• Aim of the task:
Please write out all of the entries without altering anything.

• Working data:
//! Shared test fixtures: a synthetic runtime with deterministic layout answers and helpers for
//! assembling test methods from raw bytecode.

use lungo_code::{
    ClassInfo, Constant, ConstantPool, FieldInfo, GenericXir, InvokeKind, Kind, Method,
    MethodFlags, MethodInfo, ObjectLayout, ObjectHandle, Runtime, Signature, XirGenerator,
};
use std::sync::Arc;

/// A runtime resolving everything against the constant pool with fixed offsets.
#[derive(Debug)]
pub struct TestRuntime {
    xir: GenericXir,
}

impl TestRuntime {
    #[must_use]
    pub fn new() -> TestRuntime {
        TestRuntime {
            xir: GenericXir::new(ObjectLayout::default()),
        }
    }
}

impl Default for TestRuntime {
    fn default() -> TestRuntime {
        TestRuntime::new()
    }
}

impl Runtime for TestRuntime {
    fn resolve_field(
        &self,
        pool: &ConstantPool,
        index: u16,
        is_static: bool,
    ) -> Option<FieldInfo> {
        let Ok(Constant::FieldRef { name, descriptor, .. }) = pool.try_get(index) else {
            return None;
        };
        let kind = kind_of_descriptor(descriptor)?;
        Some(FieldInfo {
            offset: 16 + i32::from(index) * 8,
            kind,
            is_volatile: name.contains("volatile"),
            is_static,
            static_base: is_static.then(|| ObjectHandle(u32::from(index) + 1000)),
        })
    }

    fn resolve_method(
        &self,
        pool: &ConstantPool,
        index: u16,
        invoke: InvokeKind,
    ) -> Option<MethodInfo> {
        let descriptor = match pool.try_get(index) {
            Ok(
                Constant::MethodRef { descriptor, .. }
                | Constant::InterfaceMethodRef { descriptor, .. },
            ) => descriptor.clone(),
            _ => return None,
        };
        let signature = Signature::parse(&descriptor).ok()?;
        let flags = if invoke == InvokeKind::Static {
            MethodFlags::STATIC
        } else {
            MethodFlags::empty()
        };
        let vtable_index = matches!(invoke, InvokeKind::Virtual | InvokeKind::Interface)
            .then_some(i32::from(index));
        Some(MethodInfo {
            id: u32::from(index),
            signature,
            flags,
            vtable_index,
            statically_bound: matches!(invoke, InvokeKind::Static | InvokeKind::Special),
            body: None,
        })
    }

    fn resolve_class(&self, pool: &ConstantPool, index: u16) -> Option<ClassInfo> {
        let Ok(Constant::Class(name)) = pool.try_get(index) else {
            return None;
        };
        Some(ClassInfo {
            handle: ObjectHandle(u32::from(index)),
            name: name.clone(),
            element_kind: None,
        })
    }

    fn string_constant(&self, _value: &str) -> ObjectHandle {
        ObjectHandle(9999)
    }

    fn primitive_array_class(&self, element: Kind) -> ClassInfo {
        ClassInfo {
            handle: ObjectHandle(2000 + u32::from(element.code())),
            name: format!("[{element}"),
            element_kind: Some(element),
        }
    }

    fn method_holder(&self, _method: &Method) -> ClassInfo {
        ClassInfo {
            handle: ObjectHandle(1),
            name: "Test".to_string(),
            element_kind: None,
        }
    }

    fn array_class(&self, component: &ClassInfo) -> ClassInfo {
        ClassInfo {
            handle: ObjectHandle(component.handle.0 + 3000),
            name: format!("[L{};", component.name),
            element_kind: Some(Kind::Object),
        }
    }

    fn array_length_offset(&self) -> i32 {
        8
    }

    fn array_base_offset(&self, _element: Kind) -> i32 {
        16
    }

    fn hub_offset(&self) -> i32 {
        0
    }

    fn xir(&self) -> &dyn XirGenerator {
        &self.xir
    }
}

/// The kind named by the first character of a field descriptor.
fn kind_of_descriptor(descriptor: &str) -> Option<Kind> {
    match descriptor.chars().next()? {
        'Z' => Some(Kind::Boolean),
        'B' => Some(Kind::Byte),
        'S' => Some(Kind::Short),
        'C' => Some(Kind::Char),
        'I' => Some(Kind::Int),
        'J' => Some(Kind::Long),
        'F' => Some(Kind::Float),
        'D' => Some(Kind::Double),
        'L' | '[' => Some(Kind::Object),
        _ => None,
    }
}

/// Assemble a static test method from raw bytecode.
#[must_use]
pub fn static_method(
    descriptor: &str,
    code: Vec<u8>,
    max_stack: u16,
    max_locals: u16,
) -> Arc<Method> {
    static_method_with_pool(descriptor, code, max_stack, max_locals, ConstantPool::new())
}

/// Assemble a static test method with a prepared constant pool.
#[must_use]
pub fn static_method_with_pool(
    descriptor: &str,
    code: Vec<u8>,
    max_stack: u16,
    max_locals: u16,
    constant_pool: ConstantPool,
) -> Arc<Method> {
    Arc::new(Method {
        holder: "Test".to_string(),
        name: "test".to_string(),
        descriptor: descriptor.to_string(),
        flags: MethodFlags::STATIC,
        code,
        max_stack,
        max_locals,
        constant_pool,
        exception_handlers: Vec::new(),
        line_numbers: Vec::new(),
    })
}

/// A compiler over the test runtime with default options.
#[must_use]
pub fn compiler() -> lungo_opt::Compiler {
    init_tracing();
    lungo_opt::Compiler::new(
        lungo_code::Target::amd64(),
        Arc::new(TestRuntime::new()),
        lungo_opt::Options::default(),
    )
}

/// Install a subscriber so compiler events show up in test output.
pub fn init_tracing() {
    let _ = tracing_subscriber::fmt().with_test_writer().try_init();
}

• Answer for this exercise:
//! Shared test fixtures: a synthetic runtime with deterministic layout answers and helpers for
//! assembling test methods from raw bytecode.

use lungo_code::{
    ClassInfo, Constant, ConstantPool, FieldInfo, GenericXir, InvokeKind, Kind, Method,
    MethodFlags, MethodInfo, ObjectLayout, ObjectHandle, Runtime, Signature, XirGenerator,
};
use std::sync::Arc;

/// A runtime resolving everything against the constant pool with fixed offsets.
#[derive(Debug)]
pub struct TestRuntime {
    xir: GenericXir,
}

impl TestRuntime {
    #[must_use]
    pub fn new() -> TestRuntime {
        TestRuntime {
            xir: GenericXir::new(ObjectLayout::default()),
        }
    }
}

impl Default for TestRuntime {
    fn default() -> TestRuntime {
        TestRuntime::new()
    }
}

impl Runtime for TestRuntime {
    fn resolve_field(
        &self,
        pool: &ConstantPool,
        index: u16,
        is_static: bool,
    ) -> Option<FieldInfo> {
        let Ok(Constant::FieldRef { name, descriptor, .. }) = pool.try_get(index) else {
            return None;
        };
        let kind = kind_of_descriptor(descriptor)?;
        Some(FieldInfo {
            offset: 16 + i32::from(index) * 8,
            kind,
            is_volatile: name.contains("volatile"),
            is_static,
            static_base: is_static.then(|| ObjectHandle(u32::from(index) + 1000)),
        })
    }

    fn resolve_method(
        &self,
        pool: &ConstantPool,
        index: u16,
        invoke: InvokeKind,
    ) -> Option<MethodInfo> {
        let descriptor = match pool.try_get(index) {
            Ok(
                Constant::MethodRef { descriptor, .. }
                | Constant::InterfaceMethodRef { descriptor, .. },
            ) => descriptor.clone(),
            _ => return None,
        };
        let signature = Signature::parse(&descriptor).ok()?;
        let flags = if invoke == InvokeKind::Static {
            MethodFlags::STATIC
        } else {
            MethodFlags::empty()
        };
        let vtable_index = matches!(invoke, InvokeKind::Virtual | InvokeKind::Interface)
            .then_some(i32::from(index));
        Some(MethodInfo {
            id: u32::from(index),
            signature,
            flags,
            vtable_index,
            statically_bound: matches!(invoke, InvokeKind::Static | InvokeKind::Special),
            body: None,
        })
    }

    fn resolve_class(&self, pool: &ConstantPool, index: u16) -> Option<ClassInfo> {
        let Ok(Constant::Class(name)) = pool.try_get(index) else {
            return None;
        };
        Some(ClassInfo {
            handle: ObjectHandle(u32::from(index)),
            name: name.clone(),
            element_kind: None,
        })
    }

    fn string_constant(&self, _value: &str) -> ObjectHandle {
        ObjectHandle(9999)
    }

    fn primitive_array_class(&self, element: Kind) -> ClassInfo {
        ClassInfo {
            handle: ObjectHandle(2000 + u32::from(element.code())),
            name: format!("[{element}"),
            element_kind: Some(element),
        }
    }

    fn method_holder(&self, _method: &Method) -> ClassInfo {
        ClassInfo {
            handle: ObjectHandle(1),
            name: "Test".to_string(),
            element_kind: None,
        }
    }

    fn array_class(&self, component: &ClassInfo) -> ClassInfo {
        ClassInfo {
            handle: ObjectHandle(component.handle.0 + 3000),
            name: format!("[L{};", component.name),
            element_kind: Some(Kind::Object),
        }
    }

    fn array_length_offset(&self) -> i32 {
        8
    }

    fn array_base_offset(&self, _element: Kind) -> i32 {
        16
    }

    fn hub_offset(&self) -> i32 {
        0
    }

    fn xir(&self) -> &dyn XirGenerator {
        &self.xir
    }
}

/// The kind named by the first character of a field descriptor.
fn kind_of_descriptor(descriptor: &str) -> Option<Kind> {
    match descriptor.chars().next()? {
        'Z' => Some(Kind::Boolean),
        'B' => Some(Kind::Byte),
        'S' => Some(Kind::Short),
        'C' => Some(Kind::Char),
        'I' => Some(Kind::Int),
        'J' => Some(Kind::Long),
        'F' => Some(Kind::Float),
        'D' => Some(Kind::Double),
        'L' | '[' => Some(Kind::Object),
        _ => None,
    }
}

/// Assemble a static test method from raw bytecode.
#[must_use]
pub fn static_method(
    descriptor: &str,
    code: Vec<u8>,
    max_stack: u16,
    max_locals: u16,
) -> Arc<Method> {
    static_method_with_pool(descriptor, code, max_stack, max_locals, ConstantPool::new())
}

/// Assemble a static test method with a prepared constant pool.
#[must_use]
pub fn static_method_with_pool(
    descriptor: &str,
    code: Vec<u8>,
    max_stack: u16,
    max_locals: u16,
    constant_pool: ConstantPool,
) -> Arc<Method> {
    Arc::new(Method {
        holder: "Test".to_string(),
        name: "test".to_string(),
        descriptor: descriptor.to_string(),
        flags: MethodFlags::STATIC,
        code,
        max_stack,
        max_locals,
        constant_pool,
        exception_handlers: Vec::new(),
        line_numbers: Vec::new(),
    })
}

/// A compiler over the test runtime with default options.
#[must_use]
pub fn compiler() -> lungo_opt::Compiler {
    init_tracing();
    lungo_opt::Compiler::new(
        lungo_code::Target::amd64(),
        Arc::new(TestRuntime::new()),
        lungo_opt::Options::default(),
    )
}

/// Install a subscriber so compiler events show up in test output.
pub fn init_tracing() {
    let _ = tracing_subscriber::fmt().with_test_writer().try_init();
}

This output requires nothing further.